EXERCISE REQUIREMENTS
In the entries that follow, find the line containing "propagates through an", then output exactly every line from the first through that one.

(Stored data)
◆ ◆ ◆ ◆ ◆ ◆ ◆
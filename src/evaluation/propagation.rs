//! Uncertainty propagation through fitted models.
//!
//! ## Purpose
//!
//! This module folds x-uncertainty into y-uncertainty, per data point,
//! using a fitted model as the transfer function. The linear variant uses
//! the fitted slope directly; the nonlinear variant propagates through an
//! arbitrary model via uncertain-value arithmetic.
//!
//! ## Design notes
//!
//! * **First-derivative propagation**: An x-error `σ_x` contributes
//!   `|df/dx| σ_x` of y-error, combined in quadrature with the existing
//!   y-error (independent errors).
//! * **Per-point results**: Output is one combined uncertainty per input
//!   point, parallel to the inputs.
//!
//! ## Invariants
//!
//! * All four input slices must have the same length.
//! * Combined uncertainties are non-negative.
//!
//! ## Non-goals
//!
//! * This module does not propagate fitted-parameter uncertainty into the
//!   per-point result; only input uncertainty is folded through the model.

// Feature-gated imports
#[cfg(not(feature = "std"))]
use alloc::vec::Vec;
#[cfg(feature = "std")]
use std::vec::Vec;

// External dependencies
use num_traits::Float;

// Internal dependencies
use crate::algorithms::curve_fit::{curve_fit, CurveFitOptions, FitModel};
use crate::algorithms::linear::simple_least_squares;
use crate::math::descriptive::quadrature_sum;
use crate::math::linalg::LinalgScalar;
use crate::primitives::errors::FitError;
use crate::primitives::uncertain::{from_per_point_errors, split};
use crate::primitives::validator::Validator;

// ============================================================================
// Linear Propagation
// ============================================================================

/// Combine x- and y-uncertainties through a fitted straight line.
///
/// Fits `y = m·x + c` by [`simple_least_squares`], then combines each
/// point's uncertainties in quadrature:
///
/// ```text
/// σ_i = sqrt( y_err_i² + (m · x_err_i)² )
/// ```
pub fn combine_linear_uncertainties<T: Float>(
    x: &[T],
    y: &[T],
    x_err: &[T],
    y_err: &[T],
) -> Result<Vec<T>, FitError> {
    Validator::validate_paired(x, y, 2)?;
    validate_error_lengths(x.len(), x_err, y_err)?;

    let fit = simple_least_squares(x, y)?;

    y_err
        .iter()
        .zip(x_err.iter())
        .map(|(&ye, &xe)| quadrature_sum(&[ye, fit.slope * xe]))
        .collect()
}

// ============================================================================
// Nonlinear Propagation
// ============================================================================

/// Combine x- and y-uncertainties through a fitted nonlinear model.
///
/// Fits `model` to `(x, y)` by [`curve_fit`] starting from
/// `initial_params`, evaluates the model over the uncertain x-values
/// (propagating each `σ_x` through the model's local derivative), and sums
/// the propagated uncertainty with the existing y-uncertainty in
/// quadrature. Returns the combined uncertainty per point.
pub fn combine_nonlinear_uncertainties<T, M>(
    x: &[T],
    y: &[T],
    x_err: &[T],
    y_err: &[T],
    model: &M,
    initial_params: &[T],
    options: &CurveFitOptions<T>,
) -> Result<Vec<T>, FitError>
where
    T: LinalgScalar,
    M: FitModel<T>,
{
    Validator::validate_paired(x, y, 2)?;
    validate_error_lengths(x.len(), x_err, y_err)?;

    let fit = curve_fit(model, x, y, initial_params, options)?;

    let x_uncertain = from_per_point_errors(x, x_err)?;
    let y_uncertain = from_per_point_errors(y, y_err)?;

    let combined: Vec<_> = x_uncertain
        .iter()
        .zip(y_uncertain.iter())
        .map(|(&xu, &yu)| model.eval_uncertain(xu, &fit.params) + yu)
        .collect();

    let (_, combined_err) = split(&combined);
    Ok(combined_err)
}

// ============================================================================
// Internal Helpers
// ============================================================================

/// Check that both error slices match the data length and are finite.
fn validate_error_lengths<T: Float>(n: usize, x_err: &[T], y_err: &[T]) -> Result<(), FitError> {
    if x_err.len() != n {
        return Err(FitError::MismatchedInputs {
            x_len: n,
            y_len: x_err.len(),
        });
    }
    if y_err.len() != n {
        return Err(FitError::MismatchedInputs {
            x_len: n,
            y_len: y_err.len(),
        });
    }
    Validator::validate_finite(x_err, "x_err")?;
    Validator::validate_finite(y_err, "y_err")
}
◆ ◆ ◆ ◆ ◆ ◆ ◆
COMPLETED EXERCISE
filename src/evaluation/propagation.rs
//! Uncertainty propagation through fitted models.
//!
//! ## Purpose
//!
//! This module folds x-uncertainty into y-uncertainty, per data point,
//! using a fitted model as the transfer function. The linear variant uses
//! the fitted slope directly; the nonlinear variant propagates through an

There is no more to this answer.